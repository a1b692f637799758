use super::*;

#[tokio::test]
async fn test_zero_exit_is_success() {
    let dir = tempfile::tempdir().unwrap();

    let outcome = ShellCommandRunner::new()
        .run(dir.path(), "true")
        .await
        .unwrap();

    assert_eq!(outcome.exit_code, Some(0));
    assert!(outcome.is_success());
}

#[tokio::test]
async fn test_non_zero_exit_code_is_reported() {
    let dir = tempfile::tempdir().unwrap();

    let outcome = ShellCommandRunner::new()
        .run(dir.path(), "exit 7")
        .await
        .unwrap();

    assert_eq!(outcome.exit_code, Some(7));
    assert!(!outcome.is_success());
}

#[tokio::test]
async fn test_command_runs_in_the_working_directory() {
    let dir = tempfile::tempdir().unwrap();

    ShellCommandRunner::new()
        .run(dir.path(), "pwd > where.txt && echo deployed >&2")
        .await
        .unwrap();

    let recorded = std::fs::read_to_string(dir.path().join("where.txt")).unwrap();
    let expected = dir.path().canonicalize().unwrap();
    assert_eq!(
        std::path::Path::new(recorded.trim()).canonicalize().unwrap(),
        expected
    );
}

#[tokio::test]
async fn test_shell_features_are_available() {
    let dir = tempfile::tempdir().unwrap();

    let outcome = ShellCommandRunner::new()
        .run(dir.path(), "false || test -d .")
        .await
        .unwrap();

    assert!(outcome.is_success());
}

#[tokio::test]
async fn test_missing_working_directory_is_a_spawn_error() {
    let dir = tempfile::tempdir().unwrap();
    let missing = dir.path().join("not-checked-out");

    let err = ShellCommandRunner::new()
        .run(&missing, "true")
        .await
        .unwrap_err();

    assert!(matches!(err, ExecutionError::Spawn { working_dir, .. } if working_dir == missing));
}

#[tokio::test]
async fn test_missing_shell_is_a_spawn_error() {
    let dir = tempfile::tempdir().unwrap();

    let err = ShellCommandRunner::with_shell("/definitely/not/a/shell")
        .run(dir.path(), "true")
        .await
        .unwrap_err();

    assert!(matches!(err, ExecutionError::Spawn { .. }));
}

#[cfg(unix)]
#[tokio::test]
async fn test_signal_termination_has_no_exit_code() {
    let dir = tempfile::tempdir().unwrap();

    let outcome = ShellCommandRunner::new()
        .run(dir.path(), "kill -9 $$")
        .await
        .unwrap();

    assert_eq!(outcome.exit_code, None);
    assert!(!outcome.is_success());
}
//! Confirmation bodies returned by update and delete endpoints.

use salvo::oapi::ToSchema;
use serde::{Deserialize, Serialize};

/// Confirmation Message Response
#[derive(Debug, Serialize, Deserialize, ToSchema)]
pub(crate) struct MessageResponse {
    /// Human readable confirmation
    pub message: String,
}

impl MessageResponse {
    pub(crate) fn new(message: &str) -> Self {
        Self {
            message: message.to_string(),
        }
    }
}
//! Product Handlers

pub(crate) mod create;
pub(crate) mod delete;
pub(crate) mod get;
pub(crate) mod index;
pub(crate) mod search;
pub(crate) mod update;
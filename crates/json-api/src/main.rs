//! Catalogue JSON API Server

use std::{io, process::ExitCode};

use salvo::{
    affix_state::inject,
    oapi::{OpenApi, swagger_ui::SwaggerUi},
    prelude::*,
    trailing_slash::remove_slash,
};
use thiserror::Error;
use tracing::{error, info};

use catalogue_app::context::{AppContext, AppInitError};

use crate::{config::ServerConfig, state::State, uploads::UploadDir};

#[cfg(not(target_env = "msvc"))]
use tikv_jemallocator::Jemalloc;

#[cfg(not(target_env = "msvc"))]
#[global_allocator]
static GLOBAL: Jemalloc = Jemalloc;

mod config;
mod extensions;
mod healthcheck;
mod messages;
mod observability;
mod products;
mod router;
mod shutdown;
mod state;
mod tasks;
#[cfg(test)]
mod test_helpers;
mod uploads;

#[derive(Debug, Error)]
enum StartupError {
    #[error("failed to create upload directory: {0}")]
    UploadDir(#[source] io::Error),

    #[error("failed to initialize app context: {0}")]
    App(#[from] AppInitError),

    #[error("failed to bind server: {0}")]
    Bind(#[source] salvo::Error),
}

/// Catalogue JSON API Server entry point
#[tokio::main]
async fn main() -> ExitCode {
    // Load configuration from .env and CLI arguments
    let config = match ServerConfig::load() {
        Ok(config) => config,
        Err(config_error) => {
            #[expect(
                clippy::print_stderr,
                reason = "logging not initialized yet, must use eprintln for config errors"
            )]
            {
                eprintln!("Configuration error: {config_error}");
            }

            return ExitCode::FAILURE;
        }
    };

    if let Err(observability_error) = observability::init(&config) {
        #[expect(
            clippy::print_stderr,
            reason = "tracing failed to initialize, stderr is the only sink left"
        )]
        {
            eprintln!("{observability_error}");
        }

        return ExitCode::FAILURE;
    }

    match serve(config).await {
        Ok(()) => ExitCode::SUCCESS,
        Err(startup_error) => {
            error!("{startup_error}");

            ExitCode::FAILURE
        }
    }
}

async fn serve(config: ServerConfig) -> Result<(), StartupError> {
    let uploads = UploadDir::new(config.uploads.upload_dir.clone());

    uploads.ensure().await.map_err(StartupError::UploadDir)?;

    let app = AppContext::from_database_url(
        &config.database.database_url,
        &config.database.database_name,
    )
    .await?;

    let addr = config.socket_addr();

    info!("Starting server on {addr}");

    // Bind server
    let acceptor = TcpListener::new(addr)
        .try_bind()
        .await
        .map_err(StartupError::Bind)?;

    let router = Router::new()
        .hoop(CatchPanic::new())
        .hoop(remove_slash())
        .hoop(observability::request_logging)
        .hoop(inject(State::shared(app, uploads)))
        .push(Router::with_path("healthcheck").get(healthcheck::handler))
        .push(Router::with_path("metrics").get(observability::metrics_handler))
        .push(router::app_router());

    let doc = OpenApi::new("Catalogue API", env!("CARGO_PKG_VERSION")).merge_router(&router);

    let router = router
        .push(doc.into_router("/api-doc/openapi.json"))
        .push(SwaggerUi::new("/api-doc/openapi.json").into_router("api-docs"));

    let server = Server::new(acceptor);

    let handle = server.handle();

    // Listen for shutdown signal
    tokio::spawn(async move {
        if let Err(error) = shutdown::listen(handle).await {
            error!("failed to listen for shutdown signal: {error}");
        }
    });

    // Start serving requests
    server.serve(router).await;

    Ok(())
}
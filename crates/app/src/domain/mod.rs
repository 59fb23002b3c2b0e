//! Catalogue Domain Concerns

pub mod products;
pub mod tasks;
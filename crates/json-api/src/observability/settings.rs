//! Runtime observability settings shared by every request.

use std::{
    sync::atomic::{AtomicU64, Ordering},
    time::Duration,
};

use crate::config::ServerConfig;

static SLOW_REQUEST_THRESHOLD_MS: AtomicU64 = AtomicU64::new(1_000);

pub(super) fn apply_runtime_config(config: &ServerConfig) {
    set_slow_request_threshold(Duration::from_millis(
        config.observability.slow_request_threshold_ms,
    ));
}

fn set_slow_request_threshold(threshold: Duration) {
    let millis = u64::try_from(threshold.as_millis()).unwrap_or(u64::MAX);

    SLOW_REQUEST_THRESHOLD_MS.store(millis, Ordering::Relaxed);
}

/// Requests taking longer than this are logged as slow.
pub(super) fn slow_request_threshold() -> Duration {
    Duration::from_millis(SLOW_REQUEST_THRESHOLD_MS.load(Ordering::Relaxed))
}
//! Path identifier parsing helpers.

use salvo::{oapi::extract::PathParam, prelude::StatusError};
use tracing::debug;

use catalogue_app::ids::TypedId;

pub(crate) trait PathIdExt {
    /// Parse an ObjectId path segment. Malformed ids cannot match a
    /// document, so they answer with the resource's not-found brief.
    fn into_id_or_404<T>(self, not_found: &str) -> Result<TypedId<T>, StatusError>;
}

impl PathIdExt for PathParam<String> {
    fn into_id_or_404<T>(self, not_found: &str) -> Result<TypedId<T>, StatusError> {
        let raw = self.into_inner();

        raw.parse::<TypedId<T>>().map_err(|source| {
            debug!(id = %raw, "malformed identifier: {source}");

            StatusError::not_found().brief(not_found)
        })
    }
}
//! Depot helper extensions.

use std::any::{Any, type_name};

use salvo::prelude::{Depot, StatusError};
use tracing::error;

use crate::extensions::GENERIC_ERROR_BRIEF;

/// Helpers for mapping depot extraction failures to HTTP errors.
pub(crate) trait DepotExt {
    /// Fetch an injected value. A missing value is a wiring bug, not a
    /// client error.
    fn obtain_or_500<T: Any + Send + Sync>(&self) -> Result<&T, StatusError>;
}

impl DepotExt for Depot {
    fn obtain_or_500<T: Any + Send + Sync>(&self) -> Result<&T, StatusError> {
        self.obtain::<T>().map_err(|_missing| {
            error!(value_type = type_name::<T>(), "value missing from depot");

            StatusError::internal_server_error().brief(GENERIC_ERROR_BRIEF)
        })
    }
}
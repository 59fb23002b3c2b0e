//! Upload Config

use std::path::PathBuf;

use clap::Args;

/// Uploaded file storage settings.
#[derive(Debug, Args)]
pub struct UploadConfig {
    /// Directory product images are written to
    #[arg(long, env = "UPLOAD_DIR", default_value = "uploads")]
    pub upload_dir: PathBuf,
}
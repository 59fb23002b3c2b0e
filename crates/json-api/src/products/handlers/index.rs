//! Product Index Handler

use std::sync::Arc;

use salvo::prelude::*;

use crate::{
    extensions::*,
    products::{errors::into_status_error, get::ProductResponse},
    state::State,
};

/// Product Index Handler
///
/// Returns every product in insertion order.
#[endpoint(tags("products"), summary = "List Products")]
pub(crate) async fn handler(
    depot: &mut Depot,
) -> Result<Json<Vec<ProductResponse>>, StatusError> {
    let state = depot.obtain_or_500::<Arc<State>>()?;

    let products = state
        .app
        .products
        .list_products()
        .await
        .map_err(into_status_error)?;

    Ok(Json(products.into_iter().map(Into::into).collect()))
}
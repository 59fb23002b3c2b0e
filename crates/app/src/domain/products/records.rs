//! Product Records

use jiff::civil::Date;
use serde::{Deserialize, Serialize};

use crate::ids::TypedId;

/// Product Id
pub type ProductId = TypedId<ProductRecord>;

/// Product Record
#[derive(Debug, Clone, PartialEq, Serialize, Deserialize)]
#[serde(rename_all = "camelCase")]
pub struct ProductRecord {
    #[serde(rename = "_id")]
    pub id: ProductId,
    pub name: String,
    pub description: String,
    pub quantity: u32,
    pub price: f64,
    #[serde(default, skip_serializing_if = "Option::is_none")]
    pub discount: Option<String>,
    #[serde(default, skip_serializing_if = "Option::is_none")]
    pub discount_date: Option<Date>,
    pub category: String,
    /// Server path of the uploaded product image.
    #[serde(default, skip_serializing_if = "Option::is_none")]
    pub image_path: Option<String>,
    #[serde(default)]
    pub version: i64,
}
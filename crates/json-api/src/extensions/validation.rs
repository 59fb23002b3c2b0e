//! Validation outcome helpers.

use salvo::prelude::StatusError;
use tracing::debug;

use catalogue_app::validation::Validation;

/// Turn a rejected payload into a bad request naming the first violation.
pub(crate) trait ValidationExt<T> {
    fn or_400(self) -> Result<T, StatusError>;
}

impl<T> ValidationExt<T> for Validation<T> {
    fn or_400(self) -> Result<T, StatusError> {
        self.into_result().map_err(|violations| {
            debug!(count = violations.len(), "payload rejected");

            let brief = violations
                .first()
                .map_or_else(|| "Invalid payload".to_string(), ToString::to_string);

            StatusError::bad_request().brief(brief)
        })
    }
}
//! Task Handlers

pub(crate) mod create;
pub(crate) mod delete;
pub(crate) mod get;
pub(crate) mod index;
pub(crate) mod update;
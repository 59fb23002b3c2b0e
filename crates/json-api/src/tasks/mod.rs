//! Tasks

pub(crate) mod errors;
mod handlers;

pub(crate) use handlers::*;
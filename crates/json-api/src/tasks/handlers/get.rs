//! Get Task Handler

use std::sync::Arc;

use salvo::{
    oapi::{ToSchema, extract::PathParam},
    prelude::*,
};
use serde::{Deserialize, Serialize};

use catalogue_app::domain::tasks::records::TaskRecord;

use crate::{
    extensions::*,
    state::State,
    tasks::errors::{TASK_NOT_FOUND, into_status_error},
};

#[derive(Debug, Serialize, Deserialize, ToSchema)]
pub(crate) struct TaskResponse {
    /// The task's ObjectId, as hex
    pub id: String,

    pub title: String,

    pub description: String,

    /// Either "pending" or "done"
    pub status: String,

    /// Incremented on every update
    pub version: i64,
}

impl From<TaskRecord> for TaskResponse {
    fn from(task: TaskRecord) -> Self {
        TaskResponse {
            id: task.id.to_hex(),
            title: task.title,
            description: task.description,
            status: task.status.as_str().to_string(),
            version: task.version,
        }
    }
}

/// Get Task Handler
///
/// Returns a task.
#[endpoint(
    tags("tasks"),
    summary = "Get Task",
    responses(
        (status_code = StatusCode::OK, description = "Task found"),
        (status_code = StatusCode::NOT_FOUND, description = "Task not found"),
        (status_code = StatusCode::INTERNAL_SERVER_ERROR, description = "Internal Server Error"),
    ),
)]
pub(crate) async fn handler(
    id: PathParam<String>,
    depot: &mut Depot,
) -> Result<Json<TaskResponse>, StatusError> {
    let state = depot.obtain_or_500::<Arc<State>>()?;
    let id = id.into_id_or_404(TASK_NOT_FOUND)?;

    let task = state
        .app
        .tasks
        .get_task(id)
        .await
        .map_err(into_status_error)?;

    Ok(Json(task.into()))
}

#[cfg(test)]
mod tests {
    use salvo::test::{ResponseExt, TestClient};
    use testresult::TestResult;

    use catalogue_app::domain::tasks::{MockTasksService, TasksServiceError, records::TaskId};

    use crate::test_helpers::{make_task, store_unavailable, tasks_service};

    use super::*;

    fn make_service(repo: MockTasksService) -> Service {
        tasks_service(repo, Router::with_path("tasks/{id}").get(handler))
    }

    #[tokio::test]
    async fn test_get_returns_task() -> TestResult {
        let id = TaskId::new();
        let task = make_task(id);

        let mut repo = MockTasksService::new();

        repo.expect_get_task()
            .once()
            .withf(move |t| *t == id)
            .return_once(move |_| Ok(task));

        let mut res = TestClient::get(format!("http://example.com/tasks/{id}"))
            .send(&make_service(repo))
            .await;

        let body: TaskResponse = res.take_json().await?;

        assert_eq!(res.status_code, Some(StatusCode::OK));
        assert_eq!(body.id, id.to_hex());
        assert_eq!(body.status, "pending");
        assert_eq!(body.version, 0);

        Ok(())
    }

    #[tokio::test]
    async fn test_get_missing_task_returns_404() -> TestResult {
        let id = TaskId::new();

        let mut repo = MockTasksService::new();

        repo.expect_get_task()
            .once()
            .withf(move |t| *t == id)
            .return_once(|_| Err(TasksServiceError::NotFound));

        let mut res = TestClient::get(format!("http://example.com/tasks/{id}"))
            .send(&make_service(repo))
            .await;

        assert_eq!(res.status_code, Some(StatusCode::NOT_FOUND));
        assert!(res.take_string().await?.contains(TASK_NOT_FOUND));

        Ok(())
    }

    #[tokio::test]
    async fn test_get_malformed_id_returns_404() -> TestResult {
        let mut repo = MockTasksService::new();

        repo.expect_get_task().never();

        let res = TestClient::get("http://example.com/tasks/123")
            .send(&make_service(repo))
            .await;

        assert_eq!(res.status_code, Some(StatusCode::NOT_FOUND));

        Ok(())
    }

    #[tokio::test]
    async fn test_get_store_failure_returns_500() -> TestResult {
        let id = TaskId::new();

        let mut repo = MockTasksService::new();

        repo.expect_get_task()
            .once()
            .return_once(|_| Err(TasksServiceError::Database(store_unavailable())));

        let mut res = TestClient::get(format!("http://example.com/tasks/{id}"))
            .send(&make_service(repo))
            .await;

        let body = res.take_string().await?;

        assert_eq!(res.status_code, Some(StatusCode::INTERNAL_SERVER_ERROR));
        assert!(
            !body.contains("store unavailable"),
            "driver details must not leak: {body}"
        );

        Ok(())
    }
}
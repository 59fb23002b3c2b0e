//! Products

pub(crate) mod errors;
mod handlers;

pub(crate) use handlers::*;

/// Multipart field carrying the product image.
pub(crate) const IMAGE_FIELD: &str = "imagemProduto";
//! HTTP route label helpers.

/// Label for requests that match no known route.
pub(super) const UNMATCHED_ROUTE: &str = "unmatched";

/// Map a request path onto the route template it targets.
///
/// Id positions collapse to `{id}` whatever they hold, and unknown paths share
/// one label, so the label set is fixed by the router.
pub(super) fn route_label(path: &str) -> &'static str {
    let segments: Vec<&str> = path.split('/').filter(|s| !s.is_empty()).collect();

    match segments.as_slice() {
        [] => "/",
        ["tasks"] => "/tasks",
        ["tasks", _] => "/tasks/{id}",
        ["products"] => "/products",
        ["products", "search"] => "/products/search",
        ["products", "search", _] => "/products/search/{id}",
        ["products", _] => "/products/{id}",
        ["healthcheck"] => "/healthcheck",
        ["api-doc", "openapi.json"] => "/api-doc/openapi.json",
        ["api-docs", ..] => "/api-docs",
        _ => UNMATCHED_ROUTE,
    }
}
//! Task payload rules.

use crate::validation::{FieldRule, RuleKind};

/// Accepted task statuses.
pub const STATUSES: &[&str] = &["pending", "done"];

/// Rules applied to task create and update payloads.
pub const TASK_RULES: &[FieldRule] = &[
    FieldRule::required("title", RuleKind::Text).aliases(&["titulo"]),
    FieldRule::required("description", RuleKind::Text).aliases(&["descricao"]),
    FieldRule::optional(
        "status",
        RuleKind::Enumerated {
            values: STATUSES,
            aliases: &[("pendente", "pending"), ("finalizada", "done")],
        },
    )
    .default_value("pending"),
];
//! Tasks Repository

use futures::TryStreamExt;
use mongodb::{
    Collection,
    bson::{self, Document, doc},
};

use crate::{
    database::{Db, TASKS_COLLECTION},
    domain::tasks::{
        data::TaskInput,
        records::{TaskId, TaskRecord},
    },
};

#[derive(Debug, Clone)]
pub(crate) struct MongoTasksRepository {
    collection: Collection<TaskRecord>,
}

impl MongoTasksRepository {
    #[must_use]
    pub(crate) fn new(db: &Db) -> Self {
        Self {
            collection: db.collection(TASKS_COLLECTION),
        }
    }

    pub(crate) async fn list_tasks(&self) -> Result<Vec<TaskRecord>, mongodb::error::Error> {
        self.collection
            .find(doc! {})
            .sort(doc! { "_id": 1 })
            .await?
            .try_collect()
            .await
    }

    pub(crate) async fn get_task(
        &self,
        task: TaskId,
    ) -> Result<Option<TaskRecord>, mongodb::error::Error> {
        self.collection.find_one(by_id(task)).await
    }

    pub(crate) async fn create_task(
        &self,
        task: TaskInput,
    ) -> Result<TaskRecord, mongodb::error::Error> {
        let record = TaskRecord {
            id: TaskId::new(),
            title: task.title,
            description: task.description,
            status: task.status,
            version: 0,
        };

        self.collection.insert_one(&record).await?;

        Ok(record)
    }

    /// Returns the number of matched documents.
    pub(crate) async fn update_task(
        &self,
        task: TaskId,
        update: Document,
    ) -> Result<u64, mongodb::error::Error> {
        let result = self.collection.update_one(by_id(task), update).await?;

        Ok(result.matched_count)
    }

    /// Returns the number of deleted documents.
    pub(crate) async fn delete_task(&self, task: TaskId) -> Result<u64, mongodb::error::Error> {
        let result = self.collection.delete_one(by_id(task)).await?;

        Ok(result.deleted_count)
    }
}

fn by_id(task: TaskId) -> Document {
    doc! { "_id": task.into_object_id() }
}

/// Update document replacing every client-owned field and bumping the version.
pub(crate) fn replacement(task: &TaskInput) -> Result<Document, bson::ser::Error> {
    Ok(doc! {
        "$set": bson::to_document(task)?,
        "$inc": { "version": 1 },
    })
}
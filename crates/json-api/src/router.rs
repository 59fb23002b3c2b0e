//! App Router

use salvo::Router;

use crate::{products, tasks};

pub(crate) fn app_router() -> Router {
    Router::new()
        .push(
            Router::with_path("tasks")
                .get(tasks::index::handler)
                .post(tasks::create::handler)
                .push(
                    Router::with_path("{id}")
                        .get(tasks::get::handler)
                        .put(tasks::update::handler)
                        .delete(tasks::delete::handler),
                ),
        )
        .push(
            Router::with_path("products")
                .get(products::index::handler)
                .post(products::create::handler)
                .push(
                    Router::with_path("search")
                        .get(products::search::handler)
                        .push(Router::with_path("{id}").get(products::get::handler)),
                )
                .push(
                    Router::with_path("{id}")
                        .put(products::update::handler)
                        .delete(products::delete::handler),
                ),
        )
}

══════════

THE PROBLEM: When the entries above show the word "Duration" in a line, copy that line out.

SOLUTION FOR THIS TASK:
    time::Duration,
    set_slow_request_threshold(Duration::from_millis(
fn set_slow_request_threshold(threshold: Duration) {
pub(super) fn slow_request_threshold() -> Duration {
    Duration::from_millis(SLOW_REQUEST_THRESHOLD_MS.load(Ordering::Relaxed))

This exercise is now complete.